■ Goal of the exercise ■
Using the records below, give again exactly the lines from the line that contains "let layer_w: u16" through the line that contains "let pad = f64::from(LAYER_PAD);", both ends included, and only those.

■ Dataset entries ■

#####

use crate::{
    annotate::composite::blend_layer,
    foundation::{
        core::Rgb8,
        error::{ShotError, ShotResult},
    },
};

/// Brush carried through Parley layouts. Paint color is chosen at draw time, so
/// the same layout serves both the shadow and the main pass.
#[derive(Clone, Copy, Debug, Default, PartialEq, Eq)]
pub struct TextBrushRgba8 {
    pub r: u8,
    pub g: u8,
    pub b: u8,
    pub a: u8,
}

/// Padding around a rasterized text layer so antialiased edges are not cut.
const LAYER_PAD: u32 = 2;

/// A TrueType/OpenType face registered with Parley, rasterized with vello_cpu.
pub struct ScalableFont {
    font_ctx: parley::FontContext,
    layout_ctx: parley::LayoutContext<TextBrushRgba8>,
    family_name: String,
    font: vello_cpu::peniko::FontData,
    size_px: f32,
}

impl std::fmt::Debug for ScalableFont {
    fn fmt(&self, f: &mut std::fmt::Formatter<'_>) -> std::fmt::Result {
        f.debug_struct("ScalableFont")
            .field("family_name", &self.family_name)
            .field("size_px", &self.size_px)
            .finish_non_exhaustive()
    }
}

impl ScalableFont {
    pub fn from_bytes(font_bytes: Vec<u8>, size_px: f32) -> ShotResult<Self> {
        if !size_px.is_finite() || size_px <= 0.0 {
            return Err(ShotError::config("font size must be finite and > 0"));
        }

        let mut font_ctx = parley::FontContext::default();
        let families = font_ctx
            .collection
            .register_fonts(parley::fontique::Blob::from(font_bytes.clone()), None);
        let family_id = families
            .first()
            .map(|(id, _)| *id)
            .ok_or_else(|| ShotError::config("no font families registered from font bytes"))?;
        let family_name = font_ctx
            .collection
            .family_name(family_id)
            .ok_or_else(|| ShotError::config("registered font family has no name"))?
            .to_string();

        let font =
            vello_cpu::peniko::FontData::new(vello_cpu::peniko::Blob::from(font_bytes), 0);

        Ok(Self {
            font_ctx,
            layout_ctx: parley::LayoutContext::new(),
            family_name,
            font,
            size_px,
        })
    }

    pub fn family_name(&self) -> &str {
        &self.family_name
    }

    pub fn size_px(&self) -> f32 {
        self.size_px
    }

    fn layout(&mut self, text: &str) -> parley::Layout<TextBrushRgba8> {
        let mut builder = self
            .layout_ctx
            .ranged_builder(&mut self.font_ctx, text, 1.0, true);
        builder.push_default(parley::style::StyleProperty::FontStack(
            parley::style::FontStack::Source(std::borrow::Cow::Owned(self.family_name.clone())),
        ));
        builder.push_default(parley::style::StyleProperty::FontSize(self.size_px));
        builder.push_default(parley::style::StyleProperty::Brush(
            TextBrushRgba8::default(),
        ));

        let mut layout: parley::Layout<TextBrushRgba8> = builder.build(text);
        layout.break_all_lines(None);
        layout
    }

    /// Rendered box of a single line, rounded up to whole pixels.
    pub fn measure(&mut self, text: &str) -> ShotResult<(u32, u32)> {
        let layout = self.layout(text);
        layout_box(&layout)
    }

    pub(crate) fn draw(
        &mut self,
        dst: &mut image::RgbaImage,
        x: i64,
        y: i64,
        text: &str,
        color: Rgb8,
    ) -> ShotResult<()> {
        let layout = self.layout(text);
        let (w, h) = layout_box(&layout)?;
        if w == 0 || h == 0 {
            return Ok(());
        }

        let layer_w: u16 = (w + 2 * LAYER_PAD)
            .try_into()
            .map_err(|_| ShotError::encoding("text", "text layer width exceeds u16"))?;
        let layer_h: u16 = (h + 2 * LAYER_PAD)
            .try_into()
            .map_err(|_| ShotError::encoding("text", "text layer height exceeds u16"))?;

        let mut ctx = vello_cpu::RenderContext::new(layer_w, layer_h);
        let pad = f64::from(LAYER_PAD);
        ctx.set_transform(vello_cpu::kurbo::Affine::translate((pad, pad)));
        ctx.set_paint(vello_cpu::peniko::Color::from_rgba8(
            color.r, color.g, color.b, 255,
        ));

        for line in layout.lines() {
            for item in line.items() {
                let parley::layout::PositionedLayoutItem::GlyphRun(run) = item else {
                    continue;
                };
                let glyphs = run.positioned_glyphs().map(|g| vello_cpu::Glyph {
                    id: g.id,
                    x: g.x,
                    y: g.y,
                });
                ctx.glyph_run(&self.font)
                    .font_size(run.run().font_size())
                    .fill_glyphs(glyphs);
            }
        }

        ctx.flush();
        let mut pixmap = vello_cpu::Pixmap::new(layer_w, layer_h);
        ctx.render_to_pixmap(&mut pixmap);

        let pad = i64::from(LAYER_PAD);
        blend_layer(
            dst,
            pixmap.data_as_u8_slice(),
            u32::from(layer_w),
            u32::from(layer_h),
            x - pad,
            y - pad,
        );
        Ok(())
    }
}

fn layout_box(layout: &parley::Layout<TextBrushRgba8>) -> ShotResult<(u32, u32)> {
    let (w, h) = (layout.width(), layout.height());
    if !w.is_finite() || !h.is_finite() || w < 0.0 || h < 0.0 {
        return Err(ShotError::encoding(
            "text",
            format!("degenerate text box {w}x{h}"),
        ));
    }
    Ok((w.ceil() as u32, h.ceil() as u32))
}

#####

■ Response to this exercise ■
        let layer_w: u16 = (w + 2 * LAYER_PAD)
            .try_into()
            .map_err(|_| ShotError::encoding("text", "text layer width exceeds u16"))?;
        let layer_h: u16 = (h + 2 * LAYER_PAD)
            .try_into()
            .map_err(|_| ShotError::encoding("text", "text layer height exceeds u16"))?;

        let mut ctx = vello_cpu::RenderContext::new(layer_w, layer_h);
        let pad = f64::from(LAYER_PAD);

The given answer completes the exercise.